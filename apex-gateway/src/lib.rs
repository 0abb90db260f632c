#![warn(
    unused,
    clippy::cognitive_complexity,
    unused_crate_dependencies,
    unused_extern_crates,
    clippy::unused_self,
    missing_debug_implementations,
    rust_2018_idioms
)]
#![allow(clippy::type_complexity, clippy::too_many_arguments)]

//! # Apex-Gateway
//! The gateway process: accepts strategy clients over the framed wire protocol, fans
//! market-data subscriptions out from shared venue connections, forwards order submissions
//! and cancels to venue adapters, and routes fills and unsolicited updates back to the
//! originating strategy by order-id prefix.

/// Venue adapter contract and implementations.
pub mod exchange;

/// Per-client server session: frame parsing and typed request callbacks.
pub mod session;

/// The gateway server: listener, session registry, venue sessions and subscription fan-out.
pub mod server;

pub mod error;

// used by the apex-gx binary
use clap as _;
use ctrlc as _;
use tracing_subscriber as _;
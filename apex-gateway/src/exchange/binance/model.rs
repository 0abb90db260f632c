//! Binance WebSocket and REST payloads, limited to the fields the gateway consumes.

use apex_integration::de::de_str;
use serde::Deserialize;

/// Real-time aggregate trade message from the market-data stream.
///
/// ### Raw Payload Example
/// ```json
/// {
///     "e":"aggTrade","E":1649324825173,"s":"BTCUSDT","a":1000000000,
///     "p":"42000.19","q":"0.239000","f":1,"l":2,"T":1649324825170,"m":false,"M":true
/// }
/// ```
#[derive(Debug, Clone, PartialEq, Deserialize)]
pub struct BinanceAggTrade {
    #[serde(rename = "s")]
    pub symbol: String,
    #[serde(rename = "p", deserialize_with = "de_str")]
    pub price: f64,
    #[serde(rename = "q", deserialize_with = "de_str")]
    pub qty: f64,
    /// Trade time, ms since epoch.
    #[serde(rename = "T")]
    pub trade_time: i64,
    /// Event time, ms since epoch.
    #[serde(rename = "E")]
    pub event_time: i64,
    /// Whether the buyer is the maker; the aggressor is then the seller.
    #[serde(rename = "m")]
    pub buyer_is_maker: bool,
}

/// Real-time best bid/ask message. Note the raw stream carries no `"e"` discriminator.
///
/// ### Raw Payload Example
/// ```json
/// {"u":400900217,"s":"BNBUSDT","b":"25.35190000","B":"31.21000000","a":"25.36520000","A":"40.66000000"}
/// ```
#[derive(Debug, Clone, PartialEq, Deserialize)]
pub struct BinanceBookTicker {
    #[serde(rename = "s")]
    pub symbol: String,
    #[serde(rename = "b", deserialize_with = "de_str")]
    pub bid_price: f64,
    #[serde(rename = "B", deserialize_with = "de_str")]
    pub bid_qty: f64,
    #[serde(rename = "a", deserialize_with = "de_str")]
    pub ask_price: f64,
    #[serde(rename = "A", deserialize_with = "de_str")]
    pub ask_qty: f64,
}

/// User-data stream execution report. Only `x ∈ {CANCELED, EXPIRED, TRADE}` surfaces from
/// the adapter; all other execution types are handled via the request/reply path.
#[derive(Debug, Clone, PartialEq, Deserialize)]
pub struct BinanceExecutionReport {
    #[serde(rename = "s")]
    pub symbol: String,
    /// Client order id, ie/ the engine-assigned order id.
    #[serde(rename = "c")]
    pub client_order_id: String,
    /// Original client order id; populated on cancels.
    #[serde(rename = "C", default)]
    pub orig_client_order_id: Option<String>,
    /// Venue order id.
    #[serde(rename = "i")]
    pub venue_order_id: i64,
    /// Current execution type.
    #[serde(rename = "x")]
    pub execution_type: String,
    /// Current order status.
    #[serde(rename = "X")]
    pub order_status: String,
    /// Last executed quantity.
    #[serde(rename = "l", deserialize_with = "de_str")]
    pub last_exec_qty: f64,
    /// Last executed price.
    #[serde(rename = "L", deserialize_with = "de_str")]
    pub last_exec_price: f64,
}

/// Reply to `POST /api/v3/userDataStream`.
#[derive(Debug, Clone, PartialEq, Deserialize)]
pub struct BinanceListenKey {
    #[serde(rename = "listenKey")]
    pub listen_key: String,
}

/// Reply to `POST /api/v3/order`.
#[derive(Debug, Clone, PartialEq, Deserialize)]
pub struct BinanceOrderAck {
    pub symbol: String,
    #[serde(rename = "orderId")]
    pub order_id: i64,
    #[serde(rename = "clientOrderId")]
    pub client_order_id: String,
    #[serde(default)]
    pub status: Option<String>,
}

/// REST error body.
#[derive(Debug, Clone, PartialEq, Deserialize)]
pub struct BinanceRestError {
    pub code: i64,
    pub msg: String,
}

--*--

Transcribe each line of the data exactly, skipping none.

RESULT BELOW
filename apex-gateway/src/lib.rs
repository 0abb90db260f632c
#![warn(
    unused,
    clippy::cognitive_complexity,
    unused_crate_dependencies,
    unused_extern_crates,
    clippy::unused_self,
    missing_debug_implementations,
    rust_2018_idioms
)]
#![allow(clippy::type_complexity, clippy::too_many_arguments)]

//! # Apex-Gateway
//! The gateway process: accepts strategy clients over the framed wire protocol, fans
//! market-data subscriptions out from shared venue connections, forwards order submissions
//! and cancels to venue adapters, and routes fills and unsolicited updates back to the
//! originating strategy by order-id prefix.

/// Venue adapter contract and implementations.
pub mod exchange;

/// Per-client server session: frame parsing and typed request callbacks.
pub mod session;

/// The gateway server: listener, session registry, venue sessions and subscription fan-out.
pub mod server;

pub mod error;

// used by the apex-gx binary
use clap as _;
use ctrlc as _;
use tracing_subscriber as _;
filename apex-gateway/src/exchange/binance/model.rs
repository 0abb90db260f632c
//! Binance WebSocket and REST payloads, limited to the fields the gateway consumes.

use apex_integration::de::de_str;
use serde::Deserialize;

/// Real-time aggregate trade message from the market-data stream.
///
/// ### Raw Payload Example
/// ```json
/// {
///     "e":"aggTrade","E":1649324825173,"s":"BTCUSDT","a":1000000000,
///     "p":"42000.19","q":"0.239000","f":1,"l":2,"T":1649324825170,"m":false,"M":true
/// }
/// ```
#[derive(Debug, Clone, PartialEq, Deserialize)]
pub struct BinanceAggTrade {
    #[serde(rename = "s")]
    pub symbol: String,
    #[serde(rename = "p", deserialize_with = "de_str")]
    pub price: f64,
    #[serde(rename = "q", deserialize_with = "de_str")]
    pub qty: f64,
    /// Trade time, ms since epoch.
    #[serde(rename = "T")]
    pub trade_time: i64,
    /// Event time, ms since epoch.
    #[serde(rename = "E")]
    pub event_time: i64,
    /// Whether the buyer is the maker; the aggressor is then the seller.
    #[serde(rename = "m")]
    pub buyer_is_maker: bool,
}

/// Real-time best bid/ask message. Note the raw stream carries no `"e"` discriminator.
///
/// ### Raw Payload Example
/// ```json
/// {"u":400900217,"s":"BNBUSDT","b":"25.35190000","B":"31.21000000","a":"25.36520000","A":"40.66000000"}
/// ```
#[derive(Debug, Clone, PartialEq, Deserialize)]
pub struct BinanceBookTicker {
    #[serde(rename = "s")]
    pub symbol: String,
    #[serde(rename = "b", deserialize_with = "de_str")]
    pub bid_price: f64,
    #[serde(rename = "B", deserialize_with = "de_str")]
    pub bid_qty: f64,
    #[serde(rename = "a", deserialize_with = "de_str")]
    pub ask_price: f64,
    #[serde(rename = "A", deserialize_with = "de_str")]
    pub ask_qty: f64,
}

/// User-data stream execution report. Only `x ∈ {CANCELED, EXPIRED, TRADE}` surfaces from
/// the adapter; all other execution types are handled via the request/reply path.
#[derive(Debug, Clone, PartialEq, Deserialize)]
pub struct BinanceExecutionReport {
    #[serde(rename = "s")]
    pub symbol: String,
    /// Client order id, ie/ the engine-assigned order id.
    #[serde(rename = "c")]
    pub client_order_id: String,
    /// Original client order id; populated on cancels.
    #[serde(rename = "C", default)]
    pub orig_client_order_id: Option<String>,
    /// Venue order id.
    #[serde(rename = "i")]
    pub venue_order_id: i64,
    /// Current execution type.
    #[serde(rename = "x")]
    pub execution_type: String,
    /// Current order status.
    #[serde(rename = "X")]
    pub order_status: String,
    /// Last executed quantity.
    #[serde(rename = "l", deserialize_with = "de_str")]
    pub last_exec_qty: f64,
    /// Last executed price.
    #[serde(rename = "L", deserialize_with = "de_str")]
    pub last_exec_price: f64,
}

/// Reply to `POST /api/v3/userDataStream`.
#[derive(Debug, Clone, PartialEq, Deserialize)]
pub struct BinanceListenKey {
    #[serde(rename = "listenKey")]
    pub listen_key: String,
}

/// Reply to `POST /api/v3/order`.
#[derive(Debug, Clone, PartialEq, Deserialize)]
pub struct BinanceOrderAck {
    pub symbol: String,
    #[serde(rename = "orderId")]
    pub order_id: i64,
    #[serde(rename = "clientOrderId")]
    pub client_order_id: String,
    #[serde(default)]
    pub status: Option<String>,
}

/// REST error body.
#[derive(Debug, Clone, PartialEq, Deserialize)]
pub struct BinanceRestError {
    pub code: i64,
    pub msg: String,
}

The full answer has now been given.